Do you ever notice how some days you’re way more hungry than others? There may also be days when you’re not feeling well, or your immune system is under stress and you want to eat less. You also might crave certain foods on certain days. The same goes for children. It’s important to not regulate a childs diet too extremely. They need to have certain level of autonomy in what and when they eat. Some days they might feel like a mountain of pasta and other days they might feel like a heaping pile of veggies. Also, with children, their communication is often lacking so it’s not like they can say, “Hey mama, my brain neurons are building pathways today and I’m having a major growth spurt, so all I want to eat is peanut butter and avocado on toast.” They seem to keep us guessing. Like today, my little one ate at least 2 1/2 bananas and she hardly ever eats them at all! Also, if a child rejects a food one day, keep offering, (without stressing or wasting food) and they might decide later down the track that they like it.
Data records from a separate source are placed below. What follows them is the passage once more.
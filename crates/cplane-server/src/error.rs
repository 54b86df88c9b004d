//! Errors surfaced to callers of the control plane API.

use std::io;

use cplane_protocol::ProtocolError;
use thiserror::Error;

use crate::types::EngineId;

#[derive(Debug, Error)]
pub enum ControlPlaneError {
    /// No engine is connected (or the session's engine is gone).
    #[error("no engine connected")]
    NoEngine,

    /// An explicit engine id was given but that engine is not connected.
    #[error("engine {0} is not connected")]
    EngineNotConnected(EngineId),

    /// The engine serving this request dropped its control connection.
    #[error("engine {0} disconnected")]
    EngineDisconnected(EngineId),

    /// No reply within the request window.
    #[error("request timeout")]
    Timeout,

    /// No matching data connection within the data-connection window.
    #[error("data connection timeout")]
    DataConnectionTimeout,

    /// The engine reported `SessionOpenResult { success: false }`.
    #[error("{0}")]
    SessionOpenFailed(String),

    /// A request with the same correlation key is still outstanding.
    #[error("a request for {0} is already pending")]
    AlreadyPending(String),

    #[error("control plane server stopping")]
    ServerStopping,

    #[error(transparent)]
    Protocol(#[from] ProtocolError),

    #[error(transparent)]
    Io(#[from] io::Error),
}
My older daughter has a much slower metabolism and doesn’t need to eat very often. On the other hand, my little one has a metabolism like an inferno. She needs to eat a lot more food and more often, so I have to make sure that I’m sensitive to my child’s individual needs.
At the end of the day, it’s important not to stress too much about what your child eats. The more stress and tension you feel around mealtimes, the more they will pick up on it. But, it is important that more often than not, they are eating healthy meals. If you really suspect some sort of allergy or you think they have a food aversion because of psychological problems, it might be worth a visit to a therapist for further diagnosis. You can also play some roll playing type games with children who have a real food aversions. But, if it’s just regular old eating aversion, hopefully these tips will help!